Dieser Haß, welcher an dem Tage, da wir den berühmten Admiral vorführen, ihn von seinem ehemaligen Freunde, Franz von Guise, zu trennen begann, hatte seinen Ursprung auf dem Schlachtfelde von Penty gehabt. In ihrer Jugend waren die beiden großen Feldherren, deren Genie im Verein so viele wunderbare Dinge auszuführen vermochte, vertraute Freunde gewesen. Alle ihre Vergnügungen, Arbeiten und Uebungen hatten sie gemeinschaftlich und in ihrem Studium des Alterthums nahmen sie sich nicht blos die Männer zum Muster, welche glänzende Beispiele von Muth hinterlassen haben, sondern auch die, welche sich durch Freundschaft auszeichneten.
Die gegenseitige innige Liebe der beiden jungen Leute ging so weit, daß sie, wie Brantôme sagt, selbst gleichen Putz und gleiche Livréen hatten.
Da der König Heinrich II. einen Gesandten an den Kaiser Carl V. schickte und dieser Gesandte der Connétable von Montmorency nicht war, so konnte es kein anderer seyn, als der Admiral Coligny oder der Herzog von Guise.
Der Kaiser betrachtete den Admiral mit einer großen Bewunderung.
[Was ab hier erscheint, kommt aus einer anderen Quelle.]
//! waveforge - Main entry point
//!
//! Audio processing pipeline service: accepts uploaded audio, runs a
//! caller-specified stage chain over it on a bounded worker pool, and serves
//! the encoded results over a REST API.

use std::path::PathBuf;
use std::sync::Arc;

use anyhow::{Context, Result};
use clap::Parser;
use tracing::info;
use tracing_subscriber::{layer::SubscriberExt, util::SubscriberInitExt};

use waveforge::api::{self, AppContext};
use waveforge::config::Config;
use waveforge::job::JobCoordinator;
use waveforge::stage::StageRegistry;
use waveforge::store::MemoryArtifactStore;

/// Command-line arguments for waveforge
#[derive(Parser, Debug)]
#[command(name = "waveforge")]
#[command(about = "Audio processing pipeline service")]
#[command(version)]
struct Args {
    /// Port to listen on
    #[arg(short, long, env = "WAVEFORGE_PORT")]
    port: Option<u16>,

    /// Path to a TOML configuration file
    #[arg(short, long, env = "WAVEFORGE_CONFIG")]
    config: Option<PathBuf>,

    /// Worker pool size
    #[arg(short, long, env = "WAVEFORGE_WORKERS")]
    workers: Option<usize>,
}

#[tokio::main]
async fn main() -> Result<()> {
    // Initialize tracing
    tracing_subscriber::registry()
        .with(
            tracing_subscriber::EnvFilter::try_from_default_env()
                .unwrap_or_else(|_| "waveforge=debug,tower_http=debug".into()),
        )
        .with(tracing_subscriber::fmt::layer())
        .init();

    // Parse command-line arguments
    let args = Args::parse();

    // Load configuration, with command-line overrides on top
    let mut config = match &args.config {
        Some(path) => Config::from_file(path)
            .with_context(|| format!("Failed to load config from {}", path.display()))?,
        None => Config::default(),
    };
    if let Some(port) = args.port {
        config.port = port;
    }
    if let Some(workers) = args.workers {
        config.workers = workers.max(1);
    }

    info!(
        "Starting waveforge on port {} with {} workers",
        config.port, config.workers
    );

    let registry = Arc::new(StageRegistry::with_builtins());
    let store = Arc::new(MemoryArtifactStore::new());
    let coordinator = Arc::new(JobCoordinator::new(&config, registry, store));

    let ctx = AppContext {
        coordinator: Arc::clone(&coordinator),
    };

    api::run(config.port, ctx)
        .await
        .context("HTTP server error")?;

    coordinator.shutdown();
    info!("Server shutdown complete");
    Ok(())
}
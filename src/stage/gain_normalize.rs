//! Gain-normalize stage
//!
//! Scales the buffer so its peak or RMS level hits a target in dBFS. Peak
//! mode never clips for targets at or below 0 dB; RMS mode can push peaks
//! past full scale, in which case samples are clamped and a warning is
//! recorded.

use crate::audio::AudioBuffer;
use crate::error::Result;
use crate::stage::{db_to_linear, ParamSpec, Stage, StageDefinition, StageOutput, StageParams};

pub struct GainNormalize;

impl Stage for GainNormalize {
    fn definition(&self) -> StageDefinition {
        StageDefinition {
            name: "gain-normalize",
            params: vec![
                ParamSpec::float("target_db", -3.0, -60.0, 0.0),
                ParamSpec::choice("mode", "peak", &["peak", "rms"]),
            ],
        }
    }

    fn transform(&self, input: &AudioBuffer, params: &StageParams) -> Result<StageOutput> {
        let target = db_to_linear(params.float("target_db")?);
        let mode = params.str("mode")?;

        let level = match mode {
            "rms" => input.rms(),
            _ => input.peak(),
        };

        if level == 0.0 {
            return Ok(StageOutput {
                buffer: input.clone(),
                warnings: vec!["buffer is silent, gain not applied".to_string()],
            });
        }

        let gain = target / level;
        let mut clipped = false;
        let samples: Vec<f32> = input
            .samples
            .iter()
            .map(|s| {
                let scaled = s * gain;
                if scaled.abs() > 1.0 {
                    clipped = true;
                    scaled.clamp(-1.0, 1.0)
                } else {
                    scaled
                }
            })
            .collect();

        let mut warnings = Vec::new();
        if clipped {
            warnings.push("normalization clipped samples at full scale".to_string());
        }

        Ok(StageOutput {
            buffer: AudioBuffer::new(input.sample_rate, input.channels, samples),
            warnings,
        })
    }
}

#[cfg(test)]
mod tests {
    use super::*;
    use crate::stage::ParamValue;
    use std::collections::HashMap;

    fn params(target_db: f64, mode: &str) -> StageParams {
        let mut values = HashMap::new();
        values.insert("target_db".to_string(), ParamValue::Float(target_db));
        values.insert("mode".to_string(), ParamValue::Str(mode.to_string()));
        StageParams::new(values)
    }

    #[test]
    fn test_peak_normalization_exact() {
        let input = AudioBuffer::new(44100, 2, vec![0.25, -0.5, 0.1, 0.05]);
        let output = GainNormalize
            .transform(&input, &params(-3.0, "peak"))
            .unwrap();

        let expected_peak = db_to_linear(-3.0);
        assert!((output.buffer.peak() - expected_peak).abs() < 1e-6);
        assert!(output.warnings.is_empty());
    }

    #[test]
    fn test_rms_normalization() {
        let input = AudioBuffer::new(44100, 1, vec![0.1; 1000]);
        let output = GainNormalize
            .transform(&input, &params(-20.0, "rms"))
            .unwrap();

        let expected = db_to_linear(-20.0);
        assert!((output.buffer.rms() - expected).abs() < 1e-4);
    }

    #[test]
    fn test_rms_clipping_warns() {
        // One outlier sample forces clipping when RMS is pushed up
        let mut samples = vec![0.01f32; 1000];
        samples[0] = 0.9;
        let input = AudioBuffer::new(44100, 1, samples);
        let output = GainNormalize
            .transform(&input, &params(-6.0, "rms"))
            .unwrap();

        assert!(output.buffer.peak() <= 1.0);
        assert_eq!(output.warnings.len(), 1);
    }

    #[test]
    fn test_silent_buffer_untouched() {
        let input = AudioBuffer::new(44100, 1, vec![0.0; 100]);
        let output = GainNormalize
            .transform(&input, &params(-3.0, "peak"))
            .unwrap();
        assert_eq!(output.buffer, input);
        assert_eq!(output.warnings.len(), 1);
    }
}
Die Geschichtschreiber sagen aber auch, es sey unmöglich gewesen einen Mann zu sehen, der ein besseres Bild von einem großen Feldherrn gegeben.
In demselben Augenblicke fiel es aber Carl V. ein, daß der Admiral Coligny nach Brüssel gesandt worden war, nicht gerade um ihm das Schreiben zu überreichen, das er in der Hand hielt, sondern vielmehr um dem französischen Hofe zu berichten, was an dem denkwürdigen Tage des 25. Octobers 1555 in dem Palaste zu Brüssel geschehen.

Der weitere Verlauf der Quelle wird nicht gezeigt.